[[ Data provided, beginning ]]

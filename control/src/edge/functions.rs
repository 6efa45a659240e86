//! Function platform client: named serverless functions with HTTP entry
//! points and custom-domain bindings

use std::collections::{BTreeMap, HashMap, HashSet};
use std::sync::RwLock;
use std::time::Duration;

use async_trait::async_trait;
use reqwest::{header, Client};
use serde::{Deserialize, Serialize};
use tracing::{debug, error};

use crate::errors::ControlError;

use super::CallLog;

/// Desired state for a named function
#[derive(Debug, Clone, Serialize, Deserialize)]
pub struct FunctionConfig {
    /// Object-storage key of the packaged artifact
    pub package_key: String,

    /// Command the platform runs to start the service
    pub start_command: String,

    /// Environment variables for the function
    pub env_vars: BTreeMap<String, String>,
}

/// Observed state of a deployed function
#[derive(Debug, Clone, Serialize, Deserialize)]
pub struct FunctionInfo {
    /// Invocation endpoint
    pub endpoint: String,

    /// Environment variables currently set on the function, including any
    /// set out of band
    pub env_vars: BTreeMap<String, String>,
}

/// Client for the serverless function platform
#[async_trait]
pub trait FunctionPlatform: Send + Sync {
    /// Current state of a named function, if it exists
    async fn describe(&self, name: &str) -> Result<Option<FunctionInfo>, ControlError>;

    /// Create or update the named function in place; returns its
    /// invocation endpoint
    async fn create_or_update(
        &self,
        name: &str,
        config: &FunctionConfig,
    ) -> Result<String, ControlError>;

    /// Ensure an HTTP entry point exists for the function; returns its URL
    async fn ensure_http_entry_point(&self, name: &str) -> Result<String, ControlError>;

    async fn delete(&self, name: &str) -> Result<(), ControlError>;

    /// Bind a hostname to the function. The platform validates that DNS
    /// for the hostname already resolves to its account-level endpoint,
    /// so the DNS record must exist before this is called.
    async fn create_or_update_custom_domain(
        &self,
        hostname: &str,
        name: &str,
    ) -> Result<(), ControlError>;

    async fn delete_custom_domain(&self, hostname: &str) -> Result<(), ControlError>;
}

/// HTTP client for the function platform API
pub struct HttpFunctionPlatform {
    client: Client,
    base_url: String,
    api_token: String,
}

impl HttpFunctionPlatform {
    pub fn new(base_url: &str, api_token: String, timeout: Duration) -> Result<Self, ControlError> {
        let client = Client::builder().timeout(timeout).build()?;
        Ok(Self {
            client,
            base_url: base_url.trim_end_matches('/').to_string(),
            api_token,
        })
    }

    fn auth(&self) -> String {
        format!("Bearer {}", self.api_token)
    }

    async fn check(
        &self,
        response: reqwest::Response,
        what: &str,
    ) -> Result<reqwest::Response, ControlError> {
        if !response.status().is_success() {
            let status = response.status();
            let body = response.text().await.unwrap_or_default();
            error!("Function platform {} failed: {} - {}", what, status, body);
            return Err(ControlError::FunctionPlatformError(format!(
                "{}: {}: {}",
                what, status, body
            )));
        }
        Ok(response)
    }
}

#[derive(Debug, Deserialize)]
struct EndpointResponse {
    endpoint: String,
}

#[derive(Debug, Deserialize)]
struct EntryPointResponse {
    url: String,
}

#[async_trait]
impl FunctionPlatform for HttpFunctionPlatform {
    async fn describe(&self, name: &str) -> Result<Option<FunctionInfo>, ControlError> {
        let url = format!("{}/functions/{}", self.base_url, name);
        debug!("GET {}", url);

        let response = self
            .client
            .get(&url)
            .header(header::AUTHORIZATION, self.auth())
            .send()
            .await?;

        if response.status() == reqwest::StatusCode::NOT_FOUND {
            return Ok(None);
        }
        let response = self.check(response, "describe").await?;
        let info = response.json().await?;
        Ok(Some(info))
    }

    async fn create_or_update(
        &self,
        name: &str,
        config: &FunctionConfig,
    ) -> Result<String, ControlError> {
        let url = format!("{}/functions/{}", self.base_url, name);
        debug!("PUT {}", url);

        let response = self
            .client
            .put(&url)
            .header(header::AUTHORIZATION, self.auth())
            .json(config)
            .send()
            .await?;

        let response = self.check(response, "create_or_update").await?;
        let body: EndpointResponse = response.json().await?;
        Ok(body.endpoint)
    }

    async fn ensure_http_entry_point(&self, name: &str) -> Result<String, ControlError> {
        let url = format!("{}/functions/{}/http", self.base_url, name);
        debug!("POST {}", url);

        let response = self
            .client
            .post(&url)
            .header(header::AUTHORIZATION, self.auth())
            .send()
            .await?;

        let response = self.check(response, "ensure_http_entry_point").await?;
        let body: EntryPointResponse = response.json().await?;
        Ok(body.url)
    }

    async fn delete(&self, name: &str) -> Result<(), ControlError> {
        let url = format!("{}/functions/{}", self.base_url, name);
        debug!("DELETE {}", url);

        let response = self
            .client
            .delete(&url)
            .header(header::AUTHORIZATION, self.auth())
            .send()
            .await?;

        if response.status() == reqwest::StatusCode::NOT_FOUND {
            return Ok(());
        }
        self.check(response, "delete").await?;
        Ok(())
    }

    async fn create_or_update_custom_domain(
        &self,
        hostname: &str,
        name: &str,
    ) -> Result<(), ControlError> {
        let url = format!("{}/functions/{}/domains/{}", self.base_url, name, hostname);
        debug!("PUT {}", url);

        let response = self
            .client
            .put(&url)
            .header(header::AUTHORIZATION, self.auth())
            .send()
            .await?;

        self.check(response, "create_or_update_custom_domain").await?;
        Ok(())
    }

    async fn delete_custom_domain(&self, hostname: &str) -> Result<(), ControlError> {
        let url = format!("{}/domains/{}", self.base_url, hostname);
        debug!("DELETE {}", url);

        let response = self
            .client
            .delete(&url)
            .header(header::AUTHORIZATION, self.auth())
            .send()
            .await?;

        if response.status() == reqwest::StatusCode::NOT_FOUND {
            return Ok(());
        }
        self.check(response, "delete_custom_domain").await?;
        Ok(())
    }
}

/// In-memory function platform double
#[derive(Debug, Default)]
pub struct MemoryFunctionPlatform {
    functions: RwLock<HashMap<String, FunctionInfo>>,
    bindings: RwLock<HashSet<String>>,
    log: CallLog,
    fail_updates: std::sync::atomic::AtomicBool,
}

impl MemoryFunctionPlatform {
    pub fn new() -> Self {
        Self::default()
    }

    pub fn with_log(log: CallLog) -> Self {
        Self {
            log,
            ..Self::default()
        }
    }

    pub fn set_fail_updates(&self, fail: bool) {
        self.fail_updates
            .store(fail, std::sync::atomic::Ordering::SeqCst);
    }

    /// Seed an existing function, e.g. with out-of-band env vars
    pub fn seed(&self, name: &str, info: FunctionInfo) {
        if let Ok(mut functions) = self.functions.write() {
            functions.insert(name.to_string(), info);
        }
    }

    pub fn function(&self, name: &str) -> Option<FunctionInfo> {
        self.functions.read().ok().and_then(|f| f.get(name).cloned())
    }

    pub fn has_binding(&self, hostname: &str) -> bool {
        self.bindings
            .read()
            .map(|b| b.contains(hostname))
            .unwrap_or(false)
    }
}

#[async_trait]
impl FunctionPlatform for MemoryFunctionPlatform {
    async fn describe(&self, name: &str) -> Result<Option<FunctionInfo>, ControlError> {
        self.log.record(format!("functions.describe {}", name));
        Ok(self.function(name))
    }

    async fn create_or_update(
        &self,
        name: &str,
        config: &FunctionConfig,
    ) -> Result<String, ControlError> {
        self.log.record(format!("functions.update {}", name));
        if self.fail_updates.load(std::sync::atomic::Ordering::SeqCst) {
            return Err(ControlError::FunctionPlatformError(
                "injected update failure".into(),
            ));
        }
        let endpoint = format!("https://{}.edge-fn.invoke", name);
        let info = FunctionInfo {
            endpoint: endpoint.clone(),
            env_vars: config.env_vars.clone(),
        };
        self.functions
            .write()
            .map_err(|_| ControlError::FunctionPlatformError("lock poisoned".into()))?
            .insert(name.to_string(), info);
        Ok(endpoint)
    }

    async fn ensure_http_entry_point(&self, name: &str) -> Result<String, ControlError> {
        self.log.record(format!("functions.entry_point {}", name));
        Ok(format!("https://{}.edge-fn.invoke", name))
    }

    async fn delete(&self, name: &str) -> Result<(), ControlError> {
        self.log.record(format!("functions.delete {}", name));
        self.functions
            .write()
            .map_err(|_| ControlError::FunctionPlatformError("lock poisoned".into()))?
            .remove(name);
        Ok(())
    }

    async fn create_or_update_custom_domain(
        &self,
        hostname: &str,
        name: &str,
    ) -> Result<(), ControlError> {
        self.log
            .record(format!("functions.bind_domain {} {}", hostname, name));
        self.bindings
            .write()
            .map_err(|_| ControlError::FunctionPlatformError("lock poisoned".into()))?
            .insert(hostname.to_string());
        Ok(())
    }

    async fn delete_custom_domain(&self, hostname: &str) -> Result<(), ControlError> {
        self.log
            .record(format!("functions.unbind_domain {}", hostname));
        self.bindings
            .write()
            .map_err(|_| ControlError::FunctionPlatformError("lock poisoned".into()))?
            .remove(hostname);
        Ok(())
    }
}

#[cfg(test)]
mod tests {
    use super::*;

    #[tokio::test]
    async fn test_memory_platform_updates_in_place() {
        let platform = MemoryFunctionPlatform::new();
        let config = FunctionConfig {
            package_key: "pkg/a".to_string(),
            start_command: "python app.py".to_string(),
            env_vars: BTreeMap::from([("A".to_string(), "1".to_string())]),
        };
        let endpoint = platform.create_or_update("fn-shop", &config).await.unwrap();
        assert_eq!(endpoint, "https://fn-shop.edge-fn.invoke");

        let info = platform.describe("fn-shop").await.unwrap().unwrap();
        assert_eq!(info.env_vars.get("A"), Some(&"1".to_string()));
    }
}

[[ Data provided, end ]]

Task description:
Each line of the data that holds the word "BTreeMap" should be copied.

Solution:
use std::collections::{BTreeMap, HashMap, HashSet};
    pub env_vars: BTreeMap<String, String>,
    pub env_vars: BTreeMap<String, String>,
            env_vars: BTreeMap::from([("A".to_string(), "1".to_string())]),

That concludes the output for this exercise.